Dataset entries
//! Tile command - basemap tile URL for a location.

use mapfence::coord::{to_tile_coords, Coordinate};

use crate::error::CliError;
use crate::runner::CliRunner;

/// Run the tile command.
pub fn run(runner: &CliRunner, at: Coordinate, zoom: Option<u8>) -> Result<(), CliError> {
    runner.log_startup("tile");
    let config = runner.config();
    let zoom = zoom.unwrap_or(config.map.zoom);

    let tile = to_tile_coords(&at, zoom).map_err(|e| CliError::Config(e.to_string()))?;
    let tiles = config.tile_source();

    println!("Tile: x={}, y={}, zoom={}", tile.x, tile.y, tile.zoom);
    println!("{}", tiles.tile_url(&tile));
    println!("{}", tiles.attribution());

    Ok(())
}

WHAT TO DO →
Reproduce every record in full, keeping each one exactly as it reads.

FINISHED TASK →
//! Tile command - basemap tile URL for a location.

use mapfence::coord::{to_tile_coords, Coordinate};

use crate::error::CliError;
use crate::runner::CliRunner;

/// Run the tile command.
pub fn run(runner: &CliRunner, at: Coordinate, zoom: Option<u8>) -> Result<(), CliError> {
    runner.log_startup("tile");
    let config = runner.config();
    let zoom = zoom.unwrap_or(config.map.zoom);

    let tile = to_tile_coords(&at, zoom).map_err(|e| CliError::Config(e.to_string()))?;
    let tiles = config.tile_source();

    println!("Tile: x={}, y={}, zoom={}", tile.x, tile.y, tile.zoom);
    println!("{}", tiles.tile_url(&tile));
    println!("{}", tiles.attribution());

    Ok(())
}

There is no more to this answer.